A sophisticated group of hackers believed to be from China has been caught using a Windows zero-day bug in a spate of attacks against technology infrastructure companies around the world.
Dubbed "Hurricane Panda," researchers at CrowdStrike spotted the group earlier this year exploiting one of the privilege escalation vulnerabilities (CVE-2014-4113) patched Tuesday by Microsoft. The vulnerability is one of three privilege escalation issues the attackers leveraged in their campaign.
CrowdStrike first detected the attacks in spring, when the group was detected on a victim's network. After the attackers were initially stopped, they continued to attempt to regain access on a daily basis.

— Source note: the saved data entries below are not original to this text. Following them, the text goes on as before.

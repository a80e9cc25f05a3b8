//! OpenAI-specific error handling.

use openpools_core::Error;

/// OpenAI-specific error codes.
#[derive(Debug, Clone, Copy, PartialEq, Eq)]
pub enum OpenAIErrorCode {
    /// Invalid authentication credentials.
    AuthenticationError,
    /// Rate limit exceeded.
    RateLimitExceeded,
    /// Model not found or not available.
    ModelNotFound,
    /// Request too large.
    ContextLengthExceeded,
    /// Server error.
    ServerError,
    /// Unknown error.
    Unknown,
}

impl OpenAIErrorCode {
    /// Determine error code from HTTP status and error type.
    pub fn from_response(status: u16, error_type: &str) -> Self {
        match (status, error_type) {
            (401, _) => Self::AuthenticationError,
            (429, _) => Self::RateLimitExceeded,
            (404, _) | (_, "model_not_found") => Self::ModelNotFound,
            (400, _) if error_type.contains("context_length") => Self::ContextLengthExceeded,
            (500..=599, _) => Self::ServerError,
            _ => Self::Unknown,
        }
    }

    pub fn is_retryable(&self) -> bool {
        matches!(self, Self::RateLimitExceeded | Self::ServerError)
    }
}

/// Convert an API failure into an OpenPools error.
///
/// Retryable failures map to [`Error::Request`] so callers can tell them
/// apart with [`Error::is_transient`].
pub fn to_openpools_error(code: OpenAIErrorCode, message: &str) -> Error {
    match code {
        OpenAIErrorCode::AuthenticationError => {
            Error::Config(format!("Authentication failed: {}", message))
        }
        OpenAIErrorCode::ModelNotFound => Error::Config(format!("Model not found: {}", message)),
        OpenAIErrorCode::RateLimitExceeded => {
            Error::Request(format!("Rate limit exceeded: {}", message))
        }
        OpenAIErrorCode::ServerError => Error::Request(format!("Server error: {}", message)),
        OpenAIErrorCode::ContextLengthExceeded => {
            Error::Extraction(format!("Context too long: {}", message))
        }
        OpenAIErrorCode::Unknown => Error::Extraction(message.to_string()),
    }
}
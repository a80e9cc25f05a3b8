//! OpenAI chat-completions request and response types.

use serde::{Deserialize, Serialize};

/// Request body for the chat completions endpoint.
#[derive(Debug, Serialize)]
pub struct ChatCompletionRequest {
    pub model: String,
    pub messages: Vec<ChatMessage>,
    #[serde(skip_serializing_if = "Option::is_none")]
    pub temperature: Option<f32>,
    #[serde(skip_serializing_if = "Option::is_none")]
    pub max_tokens: Option<u32>,
    #[serde(skip_serializing_if = "Option::is_none")]
    pub response_format: Option<ResponseFormat>,
}

/// Output format hint; `json_object` asks the model for a single JSON object.
#[derive(Debug, Clone, Serialize)]
pub struct ResponseFormat {
    #[serde(rename = "type")]
    pub format_type: String,
}

impl ResponseFormat {
    pub fn json_object() -> Self {
        Self {
            format_type: "json_object".to_string(),
        }
    }
}

/// A single chat message.
#[derive(Debug, Clone, Serialize, Deserialize)]
pub struct ChatMessage {
    pub role: String,
    #[serde(default)]
    pub content: String,
}

impl ChatMessage {
    pub fn system(content: impl Into<String>) -> Self {
        Self {
            role: "system".to_string(),
            content: content.into(),
        }
    }

    pub fn user(content: impl Into<String>) -> Self {
        Self {
            role: "user".to_string(),
            content: content.into(),
        }
    }
}

/// Response from chat completions endpoint.
#[derive(Debug, Deserialize)]
pub struct ChatCompletionResponse {
    #[serde(default)]
    pub id: String,
    pub choices: Vec<ChatChoice>,
    pub usage: Option<ChatUsage>,
}

/// Single chat completion choice.
#[derive(Debug, Deserialize)]
pub struct ChatChoice {
    pub index: usize,
    pub message: ChatMessage,
    pub finish_reason: Option<String>,
}

/// Token usage for chat completion request.
#[derive(Debug, Deserialize)]
pub struct ChatUsage {
    pub prompt_tokens: u32,
    pub completion_tokens: u32,
    pub total_tokens: u32,
}

/// Error response from an OpenAI-compatible API.
#[derive(Debug, Deserialize)]
pub struct OpenAIErrorResponse {
    pub error: OpenAIError,
}

/// Detailed error information.
#[derive(Debug, Deserialize)]
pub struct OpenAIError {
    pub message: String,
    #[serde(rename = "type", default)]
    pub error_type: String,
    pub code: Option<String>,
}

#[cfg(test)]
mod tests {
    use super::*;

    #[test]
    fn test_chat_request_serialization() {
        let request = ChatCompletionRequest {
            model: "gpt-4o-mini".to_string(),
            messages: vec![ChatMessage::system("extract"), ChatMessage::user("resume")],
            temperature: Some(0.0),
            max_tokens: None,
            response_format: Some(ResponseFormat::json_object()),
        };

        let json = serde_json::to_value(&request).unwrap();
        assert_eq!(json["model"], "gpt-4o-mini");
        assert_eq!(json["messages"][0]["role"], "system");
        assert_eq!(json["response_format"]["type"], "json_object");
        assert!(json.get("max_tokens").is_none());
    }

    #[test]
    fn test_chat_response_deserialization() {
        let json = r#"{
            "id": "chatcmpl-1",
            "choices": [{
                "index": 0,
                "message": {"role": "assistant", "content": "{\"keywords\": []}"},
                "finish_reason": "stop"
            }],
            "usage": {"prompt_tokens": 10, "completion_tokens": 5, "total_tokens": 15}
        }"#;

        let response: ChatCompletionResponse = serde_json::from_str(json).unwrap();
        assert_eq!(response.choices.len(), 1);
        assert_eq!(response.choices[0].message.content, "{\"keywords\": []}");
        assert_eq!(response.usage.unwrap().total_tokens, 15);
    }

    #[test]
    fn test_error_response_deserialization() {
        let json = r#"{"error": {"message": "Invalid API key", "type": "invalid_request_error", "code": "invalid_api_key"}}"#;
        let response: OpenAIErrorResponse = serde_json::from_str(json).unwrap();
        assert_eq!(response.error.message, "Invalid API key");
        assert_eq!(response.error.code.as_deref(), Some("invalid_api_key"));
    }
}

"These attempts begin with compromising web servers and deploying Chopper webshells and then moving laterally and escalating privileges using the newly discovered Local Privilege Escalation tool," blogs Dmitri Alperovitch, CTO of CrowdStrike.
"Their RAT of choice has been PlugX configured to use the DLL side-loading technique that has been recently popularized among Chinese adversaries," he continues. "Perhaps their most outstanding technique has been the use of free DNS services provided by Hurricane Electric to return an attacker-controlled IP address for lookups for popular third-party domain names. Hurricane Panda is known to use the 'ChinaChopper' Webshell, a common initial foothold for many different actors. Once uploading this webshell, the actor will typically attempt to escalate privileges and then use a variety of password dumping utilities to obtain legitimate credentials for use in accessing their intelligence objectives."
The zero-day reported by CrowdStrike was also reported by FireEye, and affects all x64 Windows variants up to and including Windows 7 and Windows Server 2008 R2. On systems with Windows 8 and later variants with Intel Ivy Bridge or later generation processors, SMEP (Supervisor Mode Execution Prevention) will block attempts to exploit the bug and result in a blue screen, Alperovitch says.
"The exploit code is extremely well and efficiently written, and it is 100 percent reliable," he said. "The adversary has gone through considerable effort to minimize the chance of its discovery -- the win64.exe tool was only deployed when absolutely necessary during the intrusion operations and it was deleted immediately after use. The build timestamp of the Win64.exe binary of May 3, 2014 suggests that the vulnerability was actively exploited in the wild for at least five months."
The privilege escalation issue was not the only bug patched this week by Microsoft that has been the target of zero-day attacks. Reports have surfaced that attackers have also been targeting CVE-2014-4148, which, like CVE-2014-4113, is addressed by MS14-058. Both are vulnerabilities in the Windows kernel.
Attackers have also targeted CVE-2014-4114 [MS14-060], which researchers at iSight Partners have linked to cyber-espionage attacks on NATO, Ukrainian government organizations, European telecommunications firms, the energy sector (specifically in Poland), and other targets. The group behind those attacks has been nicknamed Sandworm, and is believed to have been around since 2009.
Microsoft also identified an Internet Explorer vulnerability (CVE-2014-4123) that has been the subject of limited attacks as well. The flaw could be used to escalate privileges. It is patched by MS14-056.